Vv. 8-13. Aqueles que são verdadeiros penitentes por causa do pecado, enxergarão muitas razões para que sejam pacientes em meio às aflições. Quando nos queixamos ao Senhor sobre quão maus são os tempos, devemos nos queixar contra nós mesmos por causa da maldade dos nossos corações. Devemos depender de Deus para que Ele mesmo nos conceda a libertação no devido momento. Não devemos somente contemplá-lo, mas também buscá-lo. Em meio à maior de nossas angústias, não veremos razões para perder a esperança da salvação se contemplarmos ao Senhor pela fé, como o Deus da nossa salvação. Ainda que os inimigos triunfem e nos insultem, serão silenciados e envergonhados. Ainda que os muros de sião estejam em ruínas há muito tempo, chegará o dia em que serão reparados. Israel virá de terras distantes, sem voltar atrás por causa do desalento. Mesmo que pareça que os nossos inimigos nos derrotam, e regozijem-se sobre nós, não devemos nos desesperar. Ainda que estejamos derribados, jamais estaremos destruídos; podemos depositar a nossa esperança na misericórdia de Deus, submissos à sua correção. Nenhum embaraço é capaz de evitar os favores que o Senhor tem para a sua Igreja.

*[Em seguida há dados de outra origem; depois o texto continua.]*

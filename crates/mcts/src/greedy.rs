//! One-ply lookahead: take an immediate win if there is one.

use crate::random::RandomStrategy;
use gambit_core::{Game, GameState, Result, Strategy};
use rand::Rng;

/// Plays the first valid move that wins on the spot, otherwise plays randomly.
///
/// Moves are scanned in `valid_moves` order and the first winner is taken.
pub struct GreedyStrategy<R: Rng> {
    fallback: RandomStrategy<R>,
    mood: String,
}

impl<R: Rng> GreedyStrategy<R> {
    /// Create a greedy strategy whose random fallback draws from `rng`.
    pub fn new(rng: R) -> Self {
        Self {
            fallback: RandomStrategy::new(rng),
            mood: "greedy".to_string(),
        }
    }
}

impl<G: Game, R: Rng> Strategy<G> for GreedyStrategy<R> {
    fn pick_move(&mut self, game: &G, state: &G::State) -> Result<G::Move> {
        let goal = state.active_player().goal();
        let winning = game
            .valid_moves(state)
            .into_iter()
            .find(|mv| game.status(&game.apply_move(state, mv)) == goal);

        if let Some(mv) = winning {
            self.mood = "greedy".to_string();
            return Ok(mv);
        }

        let mv = self.fallback.pick_move(game, state)?;
        self.mood = Strategy::<G>::mood(&self.fallback).to_string();
        Ok(mv)
    }

    fn mood(&self) -> &str {
        &self.mood
    }
}
//! Head-to-head matches between two strategies.

use gambit_core::{GambitError, Game, GameState, GameStatus, Player, Result, Strategy};
use tracing::debug;

/// Why a match stopped.
#[derive(Clone, Copy, Debug, PartialEq, Eq)]
pub enum MatchEnd {
    /// The game reached a terminal status.
    Terminal,
    /// The player to move had no legal moves. Scored as a draw.
    Deadlock,
    /// The ply limit was hit first. Scored as a draw.
    MoveLimit,
}

/// Outcome of `play_match`.
#[derive(Clone, Debug)]
pub struct MatchResult<S> {
    pub state: S,
    pub status: GameStatus,
    pub plies: u32,
    pub end: MatchEnd,
}

impl<S> MatchResult<S> {
    /// The winning player, if the match was decisive.
    pub fn winner(&self) -> Option<Player> {
        match self.status {
            GameStatus::Win => Some(Player::One),
            GameStatus::Lose => Some(Player::Two),
            _ => None,
        }
    }
}

/// Play `state` to the end with `first` moving for player one and `second`
/// for player two.
///
/// # Errors
/// Propagates strategy errors other than `GambitError::NoValidMoves`.
pub fn play_match<G, A, B>(
    game: &G,
    state: G::State,
    first: &mut A,
    second: &mut B,
    max_plies: u32,
) -> Result<MatchResult<G::State>>
where
    G: Game,
    A: Strategy<G> + ?Sized,
    B: Strategy<G> + ?Sized,
{
    let mut state = state;
    let mut plies = 0;

    let (status, end) = loop {
        let status = game.status(&state);
        if status.is_terminal() {
            break (status, MatchEnd::Terminal);
        }
        if plies >= max_plies {
            break (GameStatus::Draw, MatchEnd::MoveLimit);
        }

        let picked = match state.active_player() {
            Player::One => first.pick_move(game, &state),
            Player::Two => second.pick_move(game, &state),
        };
        let mv = match picked {
            Ok(mv) => mv,
            Err(GambitError::NoValidMoves) => break (GameStatus::Draw, MatchEnd::Deadlock),
            Err(err) => return Err(err),
        };

        state = game.apply_move(&state, &mv);
        plies += 1;
    };

    debug!(%status, plies, ?end, "match finished");

    Ok(MatchResult {
        state,
        status,
        plies,
        end,
    })
}
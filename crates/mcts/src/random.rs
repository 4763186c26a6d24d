//! Uniform random move selection, the baseline rollout policy.

use gambit_core::{GambitError, Game, Result, Strategy};
use rand::seq::SliceRandom;
use rand::Rng;

pub(crate) const MOOD_SENSIBLE: &str = "Sensible";
pub(crate) const MOOD_NOT_SENSIBLE: &str = "Not Sensible";

/// Picks uniformly among sensible moves, falling back to all valid moves.
pub struct RandomStrategy<R: Rng> {
    rng: R,
    mood: String,
}

impl<R: Rng> RandomStrategy<R> {
    /// Create a new random strategy drawing from `rng`.
    pub fn new(rng: R) -> Self {
        Self {
            rng,
            mood: "none".to_string(),
        }
    }
}

impl<G: Game, R: Rng> Strategy<G> for RandomStrategy<R> {
    fn pick_move(&mut self, game: &G, state: &G::State) -> Result<G::Move> {
        if let Some(mv) = game.sensible_moves(state).choose(&mut self.rng) {
            self.mood = MOOD_SENSIBLE.to_string();
            return Ok(mv.clone());
        }

        self.mood = MOOD_NOT_SENSIBLE.to_string();
        game.valid_moves(state)
            .choose(&mut self.rng)
            .cloned()
            .ok_or(GambitError::NoValidMoves)
    }

    fn mood(&self) -> &str {
        &self.mood
    }
}
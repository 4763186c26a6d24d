//! Rollout simulation.
//!
//! A rollout plays a game forward from a position using a pluggable
//! simulation strategy until the game ends or the depth limit is reached.

use gambit_core::{GambitError, Game, GameStatus, Result, Strategy};

/// Result of a single rollout.
#[derive(Clone, Copy, Debug, PartialEq)]
pub struct RolloutOutcome {
    /// Status at the end of the rollout. `InPlay` means truncated.
    pub status: GameStatus,

    /// Plies played before the rollout stopped.
    pub length: u32,

    /// Heuristic value of the final position, set only for truncated rollouts.
    /// Positive favours player one.
    pub heuristic: Option<f64>,
}

impl RolloutOutcome {
    fn finished(status: GameStatus, length: u32) -> Self {
        Self {
            status,
            length,
            heuristic: None,
        }
    }
}

/// Play out a game from `state` for at most `depth` plies.
///
/// The simulation strategy picks every move. If it runs out of moves the
/// rollout is a deadlock and counts as a draw at the current ply. A rollout
/// that is still in play after `depth` plies is scored with `heuristic`.
///
/// # Errors
/// Propagates any strategy error other than `GambitError::NoValidMoves`.
pub fn simulate_game<G, S, H>(
    game: &G,
    state: G::State,
    policy: &mut S,
    depth: u32,
    heuristic: H,
) -> Result<RolloutOutcome>
where
    G: Game,
    S: Strategy<G> + ?Sized,
    H: Fn(&G::State) -> f64,
{
    let mut current = state;

    for ply in 0..depth {
        let status = game.status(&current);
        if status.is_terminal() {
            return Ok(RolloutOutcome::finished(status, ply));
        }

        let mv = match policy.pick_move(game, &current) {
            Ok(mv) => mv,
            Err(GambitError::NoValidMoves) => {
                return Ok(RolloutOutcome::finished(GameStatus::Draw, ply));
            }
            Err(err) => return Err(err),
        };
        current = game.apply_move(&current, &mv);
    }

    // The last ply may have ended the game
    let status = game.status(&current);
    if status.is_terminal() {
        return Ok(RolloutOutcome::finished(status, depth));
    }

    Ok(RolloutOutcome {
        status: GameStatus::InPlay,
        length: depth,
        heuristic: Some(heuristic(&current)),
    })
}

Vv. 14-20. Quando está prestes a livrar o seu povo, Deus desperta os seus amigos para que orem por eles. A oração do profeta deve ser aplicada espiritualmente ao Senhor Jesus Cristo, que cuida de suas ovelhas como o grande Pastor. Ele vai adiante delas, enquanto estão neste mundo como em um bosque. Suas ovelhas, porém, não são deste mundo. Como resposta a esta oração, Deus promete que trabalhará a favor deles, repetindo milagres operados em épocas anteriores. Como o pecado deles levou-os à escravidão, assim o perdão de seus pecados por parte de Deus, tirou-os dela. Todos aqueles que encontram a misericórdia que perdoa, não podem ter outra reação que não seja maravilhar-se por causa dela. Teremos razão para estar assombrados se soubermos que estas coisas são assim. Quando a culpa do pecado é retirada, para que não possamos ser condenados por ela, o Senhor desfaz o poder do pecado para que este não tenha domínio sobre nós, se formos deixados a sós, os nossos pecados serão demasiadamente duros para nós; porém, a graça de Deus será suficiente para submetê-los de modo que não nos governem, e então não nos destruirão, Quando Deus perdoa o pecado, Ele cuida para que jamais sejam recordados contra o pecador. o Senhor lança os pecados do pecador nas profundezas do mar (Mq 7.19); não nas proximidades da praia, onde possam novamente aparecer, mas nas profundezas do mar, para que jamais possam flutuar novamente. Todos os pecados serão lançados ali, porque quando perdoa os pecados, Deus se esquece completamente destes. Ele aperfeiçoará aquilo que se refere a nós, e com esta boa obra fará por nós tudo aquilo que for necessário para o nosso caso, e que Ele tenha prometido. Estes compromissos estão relacionados ao Senhor Jesus Cristo e ao êxito do Evangelho nos últimos tempos, à futura restauração de Israel, e o domínio final da verdadeira religião em toda a terra. o Senhor cumprirá a sua verdade e misericórdia, nem um til e nem uma vírgula sua cairão ao solo; fiel é aquEle que prometeu, e que também o fará. Lembremo-nos que o Senhor deu a segurança de seu pacto como um poderoso consolo a todos aqueles que fogem para refugiarem-se nEle, para que se firmem na esperança que está. posta diante deles em Cristo Jesus.